Некоторые черты кризиса современного правопонимани

Николай Кравцов 2
Было бы делом весьма затруднительным перечислить все проявления кризиса современного правопонимания. Они многочисленны и сложны. Их корни глубоки, а проявления разнообразны. Да в этом, как представляется, и нет необходимости. Поэтому назовем лишь те, которые представляются нам наиболее «кричащими». При этом просим учитывать неизбежную субъективность предлагаемого перечня.

Прежде всего. На наш взгляд, наблюдается резкий дисбаланс между философией права, теорией права и юридической практикой. К правовой теории пробуют привязать общенаучные методы, а зачастую и методы точных наук. Эта тенденция не нова. Представляется, она начала развиваться в эпоху Возрождения. Тогда начался небывалый расцвет точных и естественных наук. И что немаловажно – эти науки приносили практические результаты, особенно важные для постепенно занимавшей всё более весомое общественное положение ранней буржуазии. При этом в гуманитарных науках умозрение явно продолжало преобладать над практической результативностью. Неудивительно, что наши коллеги тогда не смогли избежать некоторого «комплекса неполноценности». В связи с этим возникла тенденция к подражанию естественным и точным наукам, ещё более развившаяся в эпоху Нового времени. Одним из совершенных образцов ее применения, например, можно считать «Этику, доказанную геометрическим способом» Спинозы.

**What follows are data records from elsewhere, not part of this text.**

//! Task lifecycle types

use crate::results::AgentReport;
use chrono::{DateTime, Utc};
use serde::{Deserialize, Serialize};

/// Status of a task as reported by the service
#[derive(Debug, Clone, Copy, PartialEq, Eq, Serialize, Deserialize)]
#[serde(rename_all = "lowercase")]
pub enum TaskStatus {
    #[serde(alias = "pending")]
    Queued,
    Processing,
    Completed,
    Error,
    Cancelled,
}

impl Default for TaskStatus {
    fn default() -> Self {
        TaskStatus::Queued
    }
}

impl std::fmt::Display for TaskStatus {
    fn fmt(&self, f: &mut std::fmt::Formatter<'_>) -> std::fmt::Result {
        match self {
            TaskStatus::Queued => write!(f, "queued"),
            TaskStatus::Processing => write!(f, "processing"),
            TaskStatus::Completed => write!(f, "completed"),
            TaskStatus::Error => write!(f, "error"),
            TaskStatus::Cancelled => write!(f, "cancelled"),
        }
    }
}

impl TaskStatus {
    /// Whether the service is still working on the task
    pub fn is_active(&self) -> bool {
        matches!(self, TaskStatus::Queued | TaskStatus::Processing)
    }
}

/// The one live analysis job tracked by the coordinator
#[derive(Debug, Clone, PartialEq, Serialize, Deserialize)]
pub struct Task {
    /// Opaque id assigned by the service
    pub id: String,
    pub status: TaskStatus,
    /// 0 to 100, never decreases while the task is active
    pub progress: u8,
    /// Only set when `status` is `Error`
    pub error_message: Option<String>,
    pub created_at: DateTime<Utc>,
    pub updated_at: DateTime<Utc>,
}

impl Task {
    pub fn new(id: impl Into<String>) -> Self {
        let now = Utc::now();
        Self {
            id: id.into(),
            status: TaskStatus::Queued,
            progress: 0,
            error_message: None,
            created_at: now,
            updated_at: now,
        }
    }

    /// Copy a polled status and progress onto the task
    pub fn apply(&mut self, status: TaskStatus, progress: i64, error: Option<String>) {
        let progress = progress.clamp(0, 100) as u8;
        if status.is_active() {
            self.progress = self.progress.max(progress);
        } else {
            self.progress = progress;
        }
        self.status = status;
        self.error_message = if status == TaskStatus::Error { error } else { None };
        self.updated_at = Utc::now();
    }

    /// Short ID for display (first 8 chars)
    pub fn short_id(&self) -> &str {
        match self.id.char_indices().nth(8) {
            Some((idx, _)) => &self.id[..idx],
            None => &self.id,
        }
    }

    /// Human label for the current progress phase
    pub fn phase(&self) -> &'static str {
        progress_phase(self.progress)
    }
}

/// Progress buckets shown while the service works
pub fn progress_phase(progress: u8) -> &'static str {
    match progress {
        0..=10 => "Preparando análise...",
        11..=40 => "Carregando documento...",
        41..=70 => "Executando agentes especializados...",
        71..=90 => "Gerando relatório consolidado...",
        _ => "Finalizando análise...",
    }
}

/// Why a task ended in `Failed`
#[derive(Debug, Clone, Copy, PartialEq, Eq, Serialize)]
#[serde(rename_all = "snake_case")]
pub enum FailureCause {
    /// The service reported `status = error`
    RemoteTask,
    /// A status or result fetch failed
    Transport,
}

/// State of the lifecycle coordinator
#[derive(Debug, Clone, PartialEq, Serialize)]
#[serde(tag = "state", rename_all = "snake_case")]
pub enum LifecycleState {
    Idle,
    Submitting,
    Polling { task: Task },
    Completed { task: Task, reports: Vec<AgentReport> },
    Failed {
        task: Option<Task>,
        cause: FailureCause,
        message: String,
    },
    Cancelled { task: Task },
}

impl Default for LifecycleState {
    fn default() -> Self {
        LifecycleState::Idle
    }
}

impl LifecycleState {
    pub fn name(&self) -> &'static str {
        match self {
            LifecycleState::Idle => "idle",
            LifecycleState::Submitting => "submitting",
            LifecycleState::Polling { .. } => "polling",
            LifecycleState::Completed { .. } => "completed",
            LifecycleState::Failed { .. } => "failed",
            LifecycleState::Cancelled { .. } => "cancelled",
        }
    }

    pub fn is_terminal(&self) -> bool {
        matches!(
            self,
            LifecycleState::Completed { .. } | LifecycleState::Failed { .. } | LifecycleState::Cancelled { .. }
        )
    }

    /// Whether a submission or poll loop is in progress
    pub fn is_busy(&self) -> bool {
        matches!(self, LifecycleState::Submitting | LifecycleState::Polling { .. })
    }

    pub fn task(&self) -> Option<&Task> {
        match self {
            LifecycleState::Polling { task }
            | LifecycleState::Completed { task, .. }
            | LifecycleState::Cancelled { task } => Some(task),
            LifecycleState::Failed { task, .. } => task.as_ref(),
            LifecycleState::Idle | LifecycleState::Submitting => None,
        }
    }
}

impl std::fmt::Display for LifecycleState {
    fn fmt(&self, f: &mut std::fmt::Formatter<'_>) -> std::fmt::Result {
        write!(f, "{}", self.name())
    }
}

/// Human-readable byte count, base 1024
pub fn format_file_size(bytes: u64) -> String {
    if bytes == 0 {
        return "0 Bytes".to_string();
    }
    const UNITS: [&str; 4] = ["Bytes", "KB", "MB", "GB"];
    let exp = ((bytes as f64).ln() / 1024f64.ln()).floor() as usize;
    let exp = exp.min(UNITS.len() - 1);
    let value = bytes as f64 / 1024f64.powi(exp as i32);
    let rounded = format!("{:.2}", value);
    let trimmed = rounded.trim_end_matches('0').trim_end_matches('.');
    format!("{} {}", trimmed, UNITS[exp])
}

#[cfg(test)]
mod tests {
    use super::*;

    #[test]
    fn test_progress_never_decreases_while_active() {
        let mut task = Task::new("abc");
        task.apply(TaskStatus::Processing, 40, None);
        assert_eq!(task.progress, 40);

        task.apply(TaskStatus::Processing, 30, None);
        assert_eq!(task.progress, 40);

        task.apply(TaskStatus::Processing, 250, None);
        assert_eq!(task.progress, 100);

        task.apply(TaskStatus::Processing, -5, None);
        assert_eq!(task.progress, 100);
    }

    #[test]
    fn test_error_message_only_on_error() {
        let mut task = Task::new("abc");
        task.apply(TaskStatus::Processing, 10, Some("ignored".into()));
        assert_eq!(task.error_message, None);

        task.apply(TaskStatus::Error, 10, Some("PDF corrompido".into()));
        assert_eq!(task.error_message.as_deref(), Some("PDF corrompido"));
    }

    #[test]
    fn test_progress_phase_buckets() {
        assert_eq!(progress_phase(0), "Preparando análise...");
        assert_eq!(progress_phase(10), "Preparando análise...");
        assert_eq!(progress_phase(30), "Carregando documento...");
        assert_eq!(progress_phase(70), "Executando agentes especializados...");
        assert_eq!(progress_phase(90), "Gerando relatório consolidado...");
        assert_eq!(progress_phase(100), "Finalizando análise...");
    }

    #[test]
    fn test_format_file_size() {
        assert_eq!(format_file_size(0), "0 Bytes");
        assert_eq!(format_file_size(512), "512 Bytes");
        assert_eq!(format_file_size(1536), "1.5 KB");
        assert_eq!(format_file_size(50 * 1024 * 1024), "50 MB");
        assert_eq!(format_file_size(3 * 1024 * 1024 * 1024), "3 GB");
    }

    #[test]
    fn test_short_id() {
        assert_eq!(Task::new("0123456789abcdef").short_id(), "01234567");
        assert_eq!(Task::new("abc").short_id(), "abc");
    }

    #[test]
    fn test_state_helpers() {
        assert!(!LifecycleState::Idle.is_terminal());
        assert!(LifecycleState::Submitting.is_busy());
        let cancelled = LifecycleState::Cancelled { task: Task::new("t") };
        assert!(cancelled.is_terminal());
        assert_eq!(cancelled.task().map(|t| t.id.as_str()), Some("t"));
        assert_eq!(cancelled.to_string(), "cancelled");
    }
}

Однако, при ближайшем рассмотрении, право – сфера специфическая. Любые попытки привязать к нему «универсальные методы» сомнительны. К примеру, Томас Гоббс, считавший себя последователем бэконовского эмпиризма, при рассмотрении правовой и государственной материи, проявил себя, как чистейшей воды рационалист. Ни в трактате «О гражданине», ни, тем более, в «Левиафане» нет ни следа философии эмпиризма. Показателен пример Иммануила Канта, чей метод, довольно успешно проявивший себя в прочих интересовавших его сферах познания, в применении к праву привёл к смехотворным результатам. Его правовая концепция вызывает у непредвзятого читателя впечатление чудовищного нагромождения искусственной терминологии, искусственных же конструкций, совершенно не имеющих практической ценности, и причудливых классификаций, свидетельствующих не столько об оригинальности, сколько о неосведомлённости автора в элементарных основах юриспруденции. К примеру, одного только взгляда теоретика права, или цивилиста на кантовскую классификацию договоров, которую он приводит, примитивизируя само понятие договора, и не различая понятий «договор» и «сделка», чтобы испытать некоторую неловкость. Но, похоже, печальный опыт Канта ничему не учит: многие глобальные философские направления по-прежнему претендуют на то, чтобы навязывать правоведению свои «универсальные» методологии, как единственно правильные и адекватные.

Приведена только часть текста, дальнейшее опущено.